# [THE PROBLEM]
Please show each line of the listing where "const" is present.

# [DATA IN THIS EXERCISE]
──────────────────────────────
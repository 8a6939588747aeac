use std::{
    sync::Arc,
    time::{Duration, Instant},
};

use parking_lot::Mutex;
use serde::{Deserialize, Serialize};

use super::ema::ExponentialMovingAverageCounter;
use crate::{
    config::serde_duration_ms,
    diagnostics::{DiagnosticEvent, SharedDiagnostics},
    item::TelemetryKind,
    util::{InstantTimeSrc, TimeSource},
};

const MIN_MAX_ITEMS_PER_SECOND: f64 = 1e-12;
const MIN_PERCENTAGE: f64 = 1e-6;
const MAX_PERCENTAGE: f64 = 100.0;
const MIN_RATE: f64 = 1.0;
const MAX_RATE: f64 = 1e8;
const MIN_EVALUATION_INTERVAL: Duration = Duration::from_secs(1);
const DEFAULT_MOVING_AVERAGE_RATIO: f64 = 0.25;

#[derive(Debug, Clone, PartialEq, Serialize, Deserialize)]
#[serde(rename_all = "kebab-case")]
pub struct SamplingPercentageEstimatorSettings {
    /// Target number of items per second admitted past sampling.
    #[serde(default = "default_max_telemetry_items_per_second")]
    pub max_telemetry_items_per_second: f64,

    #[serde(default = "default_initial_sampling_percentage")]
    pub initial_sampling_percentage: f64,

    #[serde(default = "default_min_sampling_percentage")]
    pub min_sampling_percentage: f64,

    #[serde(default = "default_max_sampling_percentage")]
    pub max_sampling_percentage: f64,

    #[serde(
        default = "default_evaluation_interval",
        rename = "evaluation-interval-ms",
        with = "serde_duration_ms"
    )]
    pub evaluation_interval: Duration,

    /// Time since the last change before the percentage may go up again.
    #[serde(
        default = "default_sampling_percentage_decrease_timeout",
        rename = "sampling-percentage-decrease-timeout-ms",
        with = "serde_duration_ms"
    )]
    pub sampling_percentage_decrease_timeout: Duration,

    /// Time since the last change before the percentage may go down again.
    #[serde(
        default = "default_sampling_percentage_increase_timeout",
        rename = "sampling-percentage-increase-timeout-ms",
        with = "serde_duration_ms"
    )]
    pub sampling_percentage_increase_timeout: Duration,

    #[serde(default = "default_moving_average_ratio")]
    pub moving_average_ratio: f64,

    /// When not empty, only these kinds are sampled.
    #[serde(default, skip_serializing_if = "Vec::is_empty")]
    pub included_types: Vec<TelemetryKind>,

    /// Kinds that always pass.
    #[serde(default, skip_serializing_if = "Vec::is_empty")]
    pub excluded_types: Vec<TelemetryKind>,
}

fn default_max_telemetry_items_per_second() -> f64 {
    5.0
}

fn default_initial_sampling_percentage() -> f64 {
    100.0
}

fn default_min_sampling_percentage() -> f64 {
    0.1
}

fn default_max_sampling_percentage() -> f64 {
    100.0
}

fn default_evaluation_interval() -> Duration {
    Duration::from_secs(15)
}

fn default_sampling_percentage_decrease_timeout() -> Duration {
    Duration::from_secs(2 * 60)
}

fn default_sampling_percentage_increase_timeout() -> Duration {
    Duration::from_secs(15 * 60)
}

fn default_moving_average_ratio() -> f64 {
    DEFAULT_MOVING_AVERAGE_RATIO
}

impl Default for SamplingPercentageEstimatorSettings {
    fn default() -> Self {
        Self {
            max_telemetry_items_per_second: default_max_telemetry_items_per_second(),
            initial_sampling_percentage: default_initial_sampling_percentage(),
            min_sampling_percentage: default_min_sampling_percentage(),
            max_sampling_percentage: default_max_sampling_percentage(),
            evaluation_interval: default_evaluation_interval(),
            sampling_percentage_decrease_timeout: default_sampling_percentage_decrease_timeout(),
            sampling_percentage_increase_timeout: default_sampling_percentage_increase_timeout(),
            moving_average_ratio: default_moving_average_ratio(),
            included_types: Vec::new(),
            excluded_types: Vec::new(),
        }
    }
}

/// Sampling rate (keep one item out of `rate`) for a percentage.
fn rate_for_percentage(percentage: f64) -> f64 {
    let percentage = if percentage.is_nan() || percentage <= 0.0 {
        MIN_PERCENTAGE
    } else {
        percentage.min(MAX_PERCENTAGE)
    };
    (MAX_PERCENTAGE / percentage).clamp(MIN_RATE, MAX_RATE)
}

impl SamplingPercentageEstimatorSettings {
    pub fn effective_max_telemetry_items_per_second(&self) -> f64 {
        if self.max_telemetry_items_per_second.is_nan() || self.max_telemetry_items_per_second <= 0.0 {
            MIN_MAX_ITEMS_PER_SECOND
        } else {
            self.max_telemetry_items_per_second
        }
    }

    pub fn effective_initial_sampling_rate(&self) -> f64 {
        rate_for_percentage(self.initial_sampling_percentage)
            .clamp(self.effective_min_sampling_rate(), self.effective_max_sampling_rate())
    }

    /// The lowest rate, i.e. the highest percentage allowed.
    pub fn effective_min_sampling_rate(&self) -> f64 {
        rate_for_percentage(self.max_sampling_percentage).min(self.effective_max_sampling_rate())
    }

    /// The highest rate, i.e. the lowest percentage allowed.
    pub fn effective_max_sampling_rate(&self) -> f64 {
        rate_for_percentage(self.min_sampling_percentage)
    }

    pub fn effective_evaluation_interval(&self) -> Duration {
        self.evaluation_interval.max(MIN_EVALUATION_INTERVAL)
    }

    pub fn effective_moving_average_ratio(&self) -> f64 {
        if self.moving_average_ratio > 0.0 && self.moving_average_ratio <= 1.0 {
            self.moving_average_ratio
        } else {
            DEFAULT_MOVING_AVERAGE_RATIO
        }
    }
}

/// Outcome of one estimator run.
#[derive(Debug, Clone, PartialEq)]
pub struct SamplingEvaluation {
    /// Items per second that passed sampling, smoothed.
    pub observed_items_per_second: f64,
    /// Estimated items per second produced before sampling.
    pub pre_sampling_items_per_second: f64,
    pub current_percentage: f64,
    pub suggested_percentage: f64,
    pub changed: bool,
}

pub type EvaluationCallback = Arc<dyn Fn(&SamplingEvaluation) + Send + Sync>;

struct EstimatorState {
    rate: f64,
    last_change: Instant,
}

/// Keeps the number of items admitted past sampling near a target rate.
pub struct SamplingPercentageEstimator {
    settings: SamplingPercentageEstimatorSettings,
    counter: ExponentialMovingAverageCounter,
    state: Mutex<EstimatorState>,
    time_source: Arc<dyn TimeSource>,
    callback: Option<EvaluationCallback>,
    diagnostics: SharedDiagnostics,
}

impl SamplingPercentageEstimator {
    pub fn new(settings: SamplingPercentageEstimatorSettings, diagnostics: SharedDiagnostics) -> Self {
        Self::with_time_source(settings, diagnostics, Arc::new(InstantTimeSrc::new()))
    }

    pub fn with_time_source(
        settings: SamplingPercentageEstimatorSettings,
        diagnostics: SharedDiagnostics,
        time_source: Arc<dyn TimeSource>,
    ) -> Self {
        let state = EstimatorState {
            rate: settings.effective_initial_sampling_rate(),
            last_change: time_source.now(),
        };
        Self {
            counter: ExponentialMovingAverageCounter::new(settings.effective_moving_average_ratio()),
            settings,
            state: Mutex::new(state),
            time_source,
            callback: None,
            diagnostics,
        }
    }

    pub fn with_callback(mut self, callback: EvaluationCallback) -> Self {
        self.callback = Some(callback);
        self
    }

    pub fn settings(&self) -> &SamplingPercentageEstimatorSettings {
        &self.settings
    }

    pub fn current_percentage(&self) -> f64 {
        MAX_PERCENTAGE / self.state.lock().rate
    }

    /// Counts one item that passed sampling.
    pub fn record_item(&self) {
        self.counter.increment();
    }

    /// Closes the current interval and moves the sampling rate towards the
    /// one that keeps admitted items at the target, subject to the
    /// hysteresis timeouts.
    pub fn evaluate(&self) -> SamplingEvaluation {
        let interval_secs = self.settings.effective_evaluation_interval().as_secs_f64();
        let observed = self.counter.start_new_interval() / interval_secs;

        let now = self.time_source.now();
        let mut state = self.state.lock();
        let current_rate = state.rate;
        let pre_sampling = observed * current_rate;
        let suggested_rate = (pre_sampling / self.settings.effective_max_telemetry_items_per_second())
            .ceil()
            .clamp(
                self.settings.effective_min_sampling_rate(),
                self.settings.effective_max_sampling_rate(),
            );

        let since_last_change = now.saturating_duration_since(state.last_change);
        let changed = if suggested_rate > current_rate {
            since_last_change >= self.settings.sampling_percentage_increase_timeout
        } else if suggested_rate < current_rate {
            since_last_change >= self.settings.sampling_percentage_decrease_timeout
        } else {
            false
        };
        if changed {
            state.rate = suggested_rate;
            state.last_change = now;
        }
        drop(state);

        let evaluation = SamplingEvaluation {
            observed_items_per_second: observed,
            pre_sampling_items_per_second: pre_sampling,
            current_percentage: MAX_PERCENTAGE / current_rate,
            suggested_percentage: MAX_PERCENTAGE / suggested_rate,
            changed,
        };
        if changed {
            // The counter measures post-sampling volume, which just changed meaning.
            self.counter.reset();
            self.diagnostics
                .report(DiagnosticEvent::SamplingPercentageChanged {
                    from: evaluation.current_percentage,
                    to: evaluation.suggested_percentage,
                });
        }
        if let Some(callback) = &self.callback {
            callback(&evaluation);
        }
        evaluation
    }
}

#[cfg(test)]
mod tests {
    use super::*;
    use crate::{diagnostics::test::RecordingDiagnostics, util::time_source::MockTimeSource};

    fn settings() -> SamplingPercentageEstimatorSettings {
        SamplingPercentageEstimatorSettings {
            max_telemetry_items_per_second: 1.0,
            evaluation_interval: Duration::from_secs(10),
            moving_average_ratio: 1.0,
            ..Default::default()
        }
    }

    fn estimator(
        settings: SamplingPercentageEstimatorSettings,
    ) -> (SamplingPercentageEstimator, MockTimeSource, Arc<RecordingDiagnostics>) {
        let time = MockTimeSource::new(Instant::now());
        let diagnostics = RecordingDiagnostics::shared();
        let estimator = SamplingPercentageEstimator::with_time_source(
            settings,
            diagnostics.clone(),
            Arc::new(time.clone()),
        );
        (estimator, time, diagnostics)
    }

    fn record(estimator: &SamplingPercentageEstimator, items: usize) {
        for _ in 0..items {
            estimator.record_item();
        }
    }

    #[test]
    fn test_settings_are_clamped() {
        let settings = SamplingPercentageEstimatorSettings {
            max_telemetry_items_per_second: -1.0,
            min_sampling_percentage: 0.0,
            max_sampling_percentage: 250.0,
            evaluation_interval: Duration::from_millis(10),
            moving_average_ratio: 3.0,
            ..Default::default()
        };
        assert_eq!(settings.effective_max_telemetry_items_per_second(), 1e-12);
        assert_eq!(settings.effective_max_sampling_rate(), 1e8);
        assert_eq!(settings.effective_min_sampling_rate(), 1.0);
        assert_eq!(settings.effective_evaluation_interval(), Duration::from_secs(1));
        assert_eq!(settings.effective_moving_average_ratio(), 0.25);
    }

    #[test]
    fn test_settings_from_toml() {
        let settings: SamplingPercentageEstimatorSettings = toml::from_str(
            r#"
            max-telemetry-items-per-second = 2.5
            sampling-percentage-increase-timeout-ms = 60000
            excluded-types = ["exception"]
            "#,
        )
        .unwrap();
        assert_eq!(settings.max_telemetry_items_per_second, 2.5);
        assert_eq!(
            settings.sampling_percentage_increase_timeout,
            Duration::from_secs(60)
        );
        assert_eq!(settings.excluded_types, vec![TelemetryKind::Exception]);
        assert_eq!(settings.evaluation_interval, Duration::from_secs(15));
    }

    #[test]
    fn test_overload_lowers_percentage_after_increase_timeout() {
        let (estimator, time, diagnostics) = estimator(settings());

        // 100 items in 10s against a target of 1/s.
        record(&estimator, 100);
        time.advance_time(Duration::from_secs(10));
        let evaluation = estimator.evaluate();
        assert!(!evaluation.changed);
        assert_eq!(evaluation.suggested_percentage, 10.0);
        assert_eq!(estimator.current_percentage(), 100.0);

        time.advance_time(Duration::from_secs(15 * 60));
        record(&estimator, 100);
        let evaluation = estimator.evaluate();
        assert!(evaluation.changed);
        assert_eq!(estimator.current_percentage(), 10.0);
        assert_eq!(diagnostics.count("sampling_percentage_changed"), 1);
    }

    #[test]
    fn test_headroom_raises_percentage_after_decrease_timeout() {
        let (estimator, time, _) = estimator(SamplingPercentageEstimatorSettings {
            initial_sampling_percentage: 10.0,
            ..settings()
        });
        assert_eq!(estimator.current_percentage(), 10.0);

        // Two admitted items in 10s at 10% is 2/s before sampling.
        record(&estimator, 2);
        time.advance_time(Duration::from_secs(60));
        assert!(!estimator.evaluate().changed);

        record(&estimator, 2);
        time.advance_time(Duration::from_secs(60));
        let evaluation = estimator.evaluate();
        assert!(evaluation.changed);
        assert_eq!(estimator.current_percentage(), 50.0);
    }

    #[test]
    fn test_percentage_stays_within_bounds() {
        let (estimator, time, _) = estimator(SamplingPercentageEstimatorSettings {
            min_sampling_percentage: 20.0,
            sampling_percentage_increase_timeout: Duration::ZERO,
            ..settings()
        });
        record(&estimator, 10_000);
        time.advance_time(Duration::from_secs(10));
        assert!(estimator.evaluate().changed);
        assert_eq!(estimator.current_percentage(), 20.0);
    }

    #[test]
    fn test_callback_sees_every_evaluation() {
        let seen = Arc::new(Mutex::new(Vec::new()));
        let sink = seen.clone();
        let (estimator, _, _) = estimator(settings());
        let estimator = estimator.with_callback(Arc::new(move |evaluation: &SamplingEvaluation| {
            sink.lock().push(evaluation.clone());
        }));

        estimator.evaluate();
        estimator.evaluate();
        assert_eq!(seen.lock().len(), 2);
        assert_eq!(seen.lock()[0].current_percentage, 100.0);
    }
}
──────────────────────────────
# [REPLY TO THE TASK]
const MIN_MAX_ITEMS_PER_SECOND: f64 = 1e-12;
const MIN_PERCENTAGE: f64 = 1e-6;
const MAX_PERCENTAGE: f64 = 100.0;
const MIN_RATE: f64 = 1.0;
const MAX_RATE: f64 = 1e8;
const MIN_EVALUATION_INTERVAL: Duration = Duration::from_secs(1);
const DEFAULT_MOVING_AVERAGE_RATIO: f64 = 0.25;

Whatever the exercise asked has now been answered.